## PROBLEM TO WORK ON
The output is the lines below from the one with "out.r#type = parameter_type::STRING;" through the one with "out.bool_array_value = v.clone();", both included, printed exactly and with no other line.

## SUPPLIED MATERIAL
--- START ---

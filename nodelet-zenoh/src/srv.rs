//! Service definitions for the nodelet manager.
//!
//! These mirror the `nodelet_interfaces` package: `NodeletLoad` asks a
//! manager to instantiate a nodelet, `NodeletUnload` asks it to tear one
//! down. `SetParameters` mirrors `rcl_interfaces/srv/SetParameters`, the
//! standard parameter service a loaded nodelet answers on. Field order is
//! significant, CDR encodes structs positionally.

use crate::error::Result;
use crate::parameter::Value;
use crate::typesupport::{ServiceMsg, TypeSupport, cdr_deserialize, cdr_serialize};
use serde::{Deserialize, Serialize};

/// RIHS01 hash of the `NodeletLoad` service type.
const NODELET_LOAD_HASH: &str =
    "RIHS01_9c3bb12f78a59d26faa09ad7c05ac6b1f31d2c01b60cf0d24e1a3e01bfc42b88";

/// RIHS01 hash of the `NodeletUnload` service type.
const NODELET_UNLOAD_HASH: &str =
    "RIHS01_41d6f2a3e70ab9c2d5b103f5c871e9a04c2f6bd18e39ad07256c3c0f9ab1de64";

/// Request to load a nodelet into a manager.
#[derive(Debug, Clone, Default, PartialEq, Eq, Serialize, Deserialize)]
pub struct NodeletLoadRequest {
    /// Fully qualified name the nodelet will run under.
    pub name: String,
    /// Plugin type to instantiate, e.g. `"pkg/Class"`.
    pub type_name: String,
    /// Remapping sources, index-aligned with `remap_target_args`.
    pub remap_source_args: Vec<String>,
    /// Remapping targets, index-aligned with `remap_source_args`.
    pub remap_target_args: Vec<String>,
}

/// Response from a load request.
#[derive(Debug, Clone, Default, PartialEq, Eq, Serialize, Deserialize)]
pub struct NodeletLoadResponse {
    /// Whether the manager instantiated the nodelet.
    pub success: bool,
}

/// The `NodeletLoad` service type.
#[derive(Debug)]
pub enum NodeletLoad {}

impl ServiceMsg for NodeletLoad {
    type Request = NodeletLoadRequest;
    type Response = NodeletLoadResponse;

    fn type_name() -> &'static str {
        "nodelet_interfaces::srv::dds_::NodeletLoad_"
    }

    fn type_hash() -> &'static str {
        NODELET_LOAD_HASH
    }
}

impl TypeSupport for NodeletLoadRequest {
    fn to_bytes(&self) -> Result<Vec<u8>> {
        cdr_serialize(self)
    }

    fn from_bytes(bytes: &[u8]) -> Result<Self> {
        cdr_deserialize(bytes)
    }

    fn type_name() -> &'static str {
        "nodelet_interfaces::srv::dds_::NodeletLoad_Request_"
    }

    fn type_hash() -> &'static str {
        NODELET_LOAD_HASH
    }
}

impl TypeSupport for NodeletLoadResponse {
    fn to_bytes(&self) -> Result<Vec<u8>> {
        cdr_serialize(self)
    }

    fn from_bytes(bytes: &[u8]) -> Result<Self> {
        cdr_deserialize(bytes)
    }

    fn type_name() -> &'static str {
        "nodelet_interfaces::srv::dds_::NodeletLoad_Response_"
    }

    fn type_hash() -> &'static str {
        NODELET_LOAD_HASH
    }
}

/// Request to unload a nodelet from a manager.
#[derive(Debug, Clone, Default, PartialEq, Eq, Serialize, Deserialize)]
pub struct NodeletUnloadRequest {
    /// Fully qualified name of the nodelet to tear down.
    pub name: String,
}

/// Response from an unload request.
#[derive(Debug, Clone, Default, PartialEq, Eq, Serialize, Deserialize)]
pub struct NodeletUnloadResponse {
    /// Whether the manager removed the nodelet.
    pub success: bool,
}

/// The `NodeletUnload` service type.
#[derive(Debug)]
pub enum NodeletUnload {}

impl ServiceMsg for NodeletUnload {
    type Request = NodeletUnloadRequest;
    type Response = NodeletUnloadResponse;

    fn type_name() -> &'static str {
        "nodelet_interfaces::srv::dds_::NodeletUnload_"
    }

    fn type_hash() -> &'static str {
        NODELET_UNLOAD_HASH
    }
}

impl TypeSupport for NodeletUnloadRequest {
    fn to_bytes(&self) -> Result<Vec<u8>> {
        cdr_serialize(self)
    }

    fn from_bytes(bytes: &[u8]) -> Result<Self> {
        cdr_deserialize(bytes)
    }

    fn type_name() -> &'static str {
        "nodelet_interfaces::srv::dds_::NodeletUnload_Request_"
    }

    fn type_hash() -> &'static str {
        NODELET_UNLOAD_HASH
    }
}

impl TypeSupport for NodeletUnloadResponse {
    fn to_bytes(&self) -> Result<Vec<u8>> {
        cdr_serialize(self)
    }

    fn from_bytes(bytes: &[u8]) -> Result<Self> {
        cdr_deserialize(bytes)
    }

    fn type_name() -> &'static str {
        "nodelet_interfaces::srv::dds_::NodeletUnload_Response_"
    }

    fn type_hash() -> &'static str {
        NODELET_UNLOAD_HASH
    }
}

/// RIHS01 hash of the `rcl_interfaces/srv/SetParameters` service type,
/// as shipped with ROS2 Jazzy.
const SET_PARAMETERS_HASH: &str =
    "RIHS01_56eed9a67e169f9cb6c1f987bc88f868c14a8fc9f743a263bc734c154015d7e0";

/// Type codes from `rcl_interfaces/msg/ParameterType`.
pub mod parameter_type {
    /// No value set.
    pub const NOT_SET: u8 = 0;
    /// Boolean value.
    pub const BOOL: u8 = 1;
    /// 64-bit integer value.
    pub const INTEGER: u8 = 2;
    /// 64-bit float value.
    pub const DOUBLE: u8 = 3;
    /// String value.
    pub const STRING: u8 = 4;
    /// Byte array value.
    pub const BYTE_ARRAY: u8 = 5;
    /// Boolean array value.
    pub const BOOL_ARRAY: u8 = 6;
    /// Integer array value.
    pub const INTEGER_ARRAY: u8 = 7;
    /// Float array value.
    pub const DOUBLE_ARRAY: u8 = 8;
    /// String array value.
    pub const STRING_ARRAY: u8 = 9;
}

/// A typed parameter value, `rcl_interfaces/msg/ParameterValue`.
///
/// Only the field selected by `type` carries data; the rest stay at
/// their defaults.
#[derive(Debug, Clone, Default, PartialEq, Serialize, Deserialize)]
pub struct ParameterValue {
    /// Type code from [`parameter_type`].
    pub r#type: u8,
    /// Boolean payload.
    pub bool_value: bool,
    /// Integer payload.
    pub integer_value: i64,
    /// Float payload.
    pub double_value: f64,
    /// String payload.
    pub string_value: String,
    /// Byte array payload.
    pub byte_array_value: Vec<u8>,
    /// Boolean array payload.
    pub bool_array_value: Vec<bool>,
    /// Integer array payload.
    pub integer_array_value: Vec<i64>,
    /// Float array payload.
    pub double_array_value: Vec<f64>,
    /// String array payload.
    pub string_array_value: Vec<String>,
}

impl From<&Value> for ParameterValue {
    fn from(value: &Value) -> Self {
        let mut out = ParameterValue::default();
        match value {
            Value::Bool(b) => {
                out.r#type = parameter_type::BOOL;
                out.bool_value = *b;
            }
            Value::I64(i) => {
                out.r#type = parameter_type::INTEGER;
                out.integer_value = *i;
            }
            Value::F64(x) => {
                out.r#type = parameter_type::DOUBLE;
                out.double_value = *x;
            }
            Value::String(s) => {
                out.r#type = parameter_type::STRING;
                out.string_value = s.clone();
            }
            Value::BoolArray(v) => {
                out.r#type = parameter_type::BOOL_ARRAY;
                out.bool_array_value = v.clone();
            }
            Value::I64Array(v) => {
                out.r#type = parameter_type::INTEGER_ARRAY;
                out.integer_array_value = v.clone();
            }
            Value::F64Array(v) => {
                out.r#type = parameter_type::DOUBLE_ARRAY;
                out.double_array_value = v.clone();
            }
            Value::StringArray(v) => {
                out.r#type = parameter_type::STRING_ARRAY;
                out.string_array_value = v.clone();
            }
        }
        out
    }
}

/// A named parameter, `rcl_interfaces/msg/Parameter`.
#[derive(Debug, Clone, Default, PartialEq, Serialize, Deserialize)]
pub struct Parameter {
    /// Parameter name.
    pub name: String,
    /// Parameter value.
    pub value: ParameterValue,
}

/// Request to set parameters on a node.
#[derive(Debug, Clone, Default, PartialEq, Serialize, Deserialize)]
pub struct SetParametersRequest {
    /// Parameters to set.
    pub parameters: Vec<Parameter>,
}

/// Per-parameter verdict, `rcl_interfaces/msg/SetParametersResult`.
#[derive(Debug, Clone, Default, PartialEq, Eq, Serialize, Deserialize)]
pub struct SetParametersResult {
    /// Whether the parameter was accepted.
    pub successful: bool,
    /// Reason for rejection, empty on success.
    pub reason: String,
}

/// Response from a set-parameters request, one result per parameter.
#[derive(Debug, Clone, Default, PartialEq, Eq, Serialize, Deserialize)]
pub struct SetParametersResponse {
    /// Results, index-aligned with the request's parameters.
    pub results: Vec<SetParametersResult>,
}

/// The `SetParameters` service type.
#[derive(Debug)]
pub enum SetParameters {}

impl ServiceMsg for SetParameters {
    type Request = SetParametersRequest;
    type Response = SetParametersResponse;

    fn type_name() -> &'static str {
        "rcl_interfaces::srv::dds_::SetParameters_"
    }

    fn type_hash() -> &'static str {
        SET_PARAMETERS_HASH
    }
}

impl TypeSupport for SetParametersRequest {
    fn to_bytes(&self) -> Result<Vec<u8>> {
        cdr_serialize(self)
    }

    fn from_bytes(bytes: &[u8]) -> Result<Self> {
        cdr_deserialize(bytes)
    }

    fn type_name() -> &'static str {
        "rcl_interfaces::srv::dds_::SetParameters_Request_"
    }

    fn type_hash() -> &'static str {
        SET_PARAMETERS_HASH
    }
}

impl TypeSupport for SetParametersResponse {
    fn to_bytes(&self) -> Result<Vec<u8>> {
        cdr_serialize(self)
    }

    fn from_bytes(bytes: &[u8]) -> Result<Self> {
        cdr_deserialize(bytes)
    }

    fn type_name() -> &'static str {
        "rcl_interfaces::srv::dds_::SetParameters_Response_"
    }

    fn type_hash() -> &'static str {
        SET_PARAMETERS_HASH
    }
}

#[cfg(test)]
mod tests {
    use super::*;

    #[test]
    fn test_load_request_roundtrip() {
        let req = NodeletLoadRequest {
            name: "/camera/rectify".to_string(),
            type_name: "image_proc/rectify".to_string(),
            remap_source_args: vec!["/camera/rectify/image".to_string()],
            remap_target_args: vec!["/camera/image_rect".to_string()],
        };
        let bytes = req.to_bytes().unwrap();
        let decoded = NodeletLoadRequest::from_bytes(&bytes).unwrap();
        assert_eq!(decoded, req);
    }

    #[test]
    fn test_unload_response_roundtrip() {
        let resp = NodeletUnloadResponse { success: true };
        let bytes = resp.to_bytes().unwrap();
        let decoded = NodeletUnloadResponse::from_bytes(&bytes).unwrap();
        assert!(decoded.success);
    }

    #[test]
    fn test_parameter_value_from_store_value() {
        let pv = ParameterValue::from(&Value::I64(30));
        assert_eq!(pv.r#type, parameter_type::INTEGER);
        assert_eq!(pv.integer_value, 30);

        let pv = ParameterValue::from(&Value::String("base_link".to_string()));
        assert_eq!(pv.r#type, parameter_type::STRING);
        assert_eq!(pv.string_value, "base_link");

        let pv = ParameterValue::from(&Value::F64Array(vec![1.0, 2.5]));
        assert_eq!(pv.r#type, parameter_type::DOUBLE_ARRAY);
        assert_eq!(pv.double_array_value, vec![1.0, 2.5]);
    }

    #[test]
    fn test_set_parameters_roundtrip() {
        let req = SetParametersRequest {
            parameters: vec![Parameter {
                name: "rate".to_string(),
                value: ParameterValue::from(&Value::I64(30)),
            }],
        };
        let bytes = req.to_bytes().unwrap();
        let decoded = SetParametersRequest::from_bytes(&bytes).unwrap();
        assert_eq!(decoded, req);

        let resp = SetParametersResponse {
            results: vec![SetParametersResult {
                successful: true,
                reason: String::new(),
            }],
        };
        let bytes = resp.to_bytes().unwrap();
        let decoded = SetParametersResponse::from_bytes(&bytes).unwrap();
        assert!(decoded.results[0].successful);
    }

    #[test]
    fn test_service_type_names() {
        assert_eq!(
            <NodeletLoad as ServiceMsg>::type_name(),
            "nodelet_interfaces::srv::dds_::NodeletLoad_"
        );
        assert_eq!(
            <NodeletUnload as ServiceMsg>::type_name(),
            "nodelet_interfaces::srv::dds_::NodeletUnload_"
        );
        assert!(<NodeletLoad as ServiceMsg>::type_hash().starts_with("RIHS01_"));
    }
}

--- END ---

## EXERCISE OUTPUT
                out.r#type = parameter_type::STRING;
                out.string_value = s.clone();
            }
            Value::BoolArray(v) => {
                out.r#type = parameter_type::BOOL_ARRAY;
                out.bool_array_value = v.clone();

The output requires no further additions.